Business Owner Tax Tip #8: "Take a trip on your P&L to find hidden treasure" says Bruce Zicari, a CPA in the small business advisory practice at Pittsford, NY-based Bonadio Group. "There's a line on your P&L statement that has a 'hidden' deduction opportunity that could generate a big tax advantage and put cash back into your pocket. Basically, it's a way to move certain capitalized items that are currently being written off through depreciation and reclassify them as a repair. Instead of taking small amounts of depreciation yearly, you get to write off the whole item this year. But Zicari says the clock is ticking on the opportunity to expense these previously capitalized items. "The maneuver is well worth taking, and you should be starting your journey now, as the IRS will most likely be closing the road in the near future."
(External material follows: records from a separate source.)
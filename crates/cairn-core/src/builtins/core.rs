use crate::builtins::{any, boolean_type, function_arg, list_arg, list_type, num, number::Number};
use crate::def_overload;
use crate::error::CoreError;
use crate::fn_table::{FnTable, OverloadSet};
use crate::signature::Signature;
use crate::types::TypeSpec;
use crate::value::Value;

pub(crate) fn install(table: &FnTable) {
    table.register(OverloadSet::new(
        "=",
        vec![def_overload!(
            "=",
            Signature::variadic(vec![any(), any()], boolean_type()),
            |args| {
                let all = args.windows(2).all(|w| w[0].equals(&w[1]));
                Ok(Value::boolean(all))
            }
        )],
    ));

    table.register(OverloadSet::new(
        "list",
        vec![def_overload!(
            "list",
            Signature::variadic(vec![any()], list_type()),
            |args| Ok(Value::list(args.iter().cloned()))
        )],
    ));

    table.register(OverloadSet::new(
        "sort",
        vec![
            def_overload!("sort", Signature::new(vec![list_type()], list_type()), |args| {
                let items = list_arg(args, 0)?;
                sort_with(items, |a, b| {
                    let (x, y) = numbers(a, b)?;
                    Ok(x.partial_cmp(y).map_or(false, |o| o.is_lt()))
                })
            }),
            def_overload!(
                "sort",
                Signature::new(
                    vec![
                        list_type(),
                        TypeSpec::function(Signature::new(vec![num(), num()], num())),
                    ],
                    list_type(),
                ),
                |args| {
                    let items = list_arg(args, 0)?;
                    let cmp = function_arg(args, 1)?.clone();
                    sort_with(items, move |a, b| {
                        let out = cmp.call(&[a.clone(), b.clone()]);
                        if let Some(e) = out.as_error() {
                            return Err(e.clone());
                        }
                        let n = out.as_number().ok_or_else(|| {
                            CoreError::type_mismatch("Number", out.type_name())
                        })?;
                        Ok(*n < Number::from_int(0))
                    })
                }
            ),
        ],
    ));

    table.register(OverloadSet::new(
        "call",
        vec![def_overload!(
            "call",
            Signature::variadic(vec![TypeSpec::Function(None), any()], any()),
            |args| {
                let f = function_arg(args, 0)?;
                Ok(f.call(&args[1..]))
            }
        )],
    ));
}

fn numbers<'a>(a: &'a Value, b: &'a Value) -> Result<(&'a Number, &'a Number), CoreError> {
    match (a.as_number(), b.as_number()) {
        (Some(x), Some(y)) => Ok((x, y)),
        _ => Err(CoreError::type_mismatch(
            "Number",
            if a.as_number().is_none() {
                a.type_name()
            } else {
                b.type_name()
            },
        )),
    }
}

/// Stable insertion sort threading the comparator's errors out. `before`
/// answers "must a sort before b?".
fn sort_with(
    items: &im::Vector<Value>,
    before: impl Fn(&Value, &Value) -> Result<bool, CoreError>,
) -> Result<Value, CoreError> {
    let mut sorted: Vec<Value> = Vec::with_capacity(items.len());
    for item in items {
        let mut at = sorted.len();
        while at > 0 && before(item, &sorted[at - 1])? {
            at -= 1;
        }
        sorted.insert(at, item.clone());
    }
    Ok(Value::list(sorted))
}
Business Owner Tax Tip #9: Don't procrastinate, counsels Larry McKoy, Senior Tax Partner, Goodman & Company, Richmond, VA. "Many companies are probably more worried about the economy than about their taxes right now, but that could be a mistake. As bad as the economy is, you need to know your options before it's time to pay your taxes. Even if you had a bad year, you may owe taxes (surprise!) or you could get significant refunds of much-needed cash from net operating losses. So don't avoid your accountant."

Small Business Tax Tip #10: Don't Expect More Tax Relief. "Read my lips," says Chris Province, CPA and partner in the firm Armanino McKenna, in San Ramon, CA, "Don't look for relief on taxes anytime soon from Washington, or state governments." Tax rates will be going up, according to Province, who recommends that small business owners consider what they can do to minimize taxes now and in future years when tax rates go up.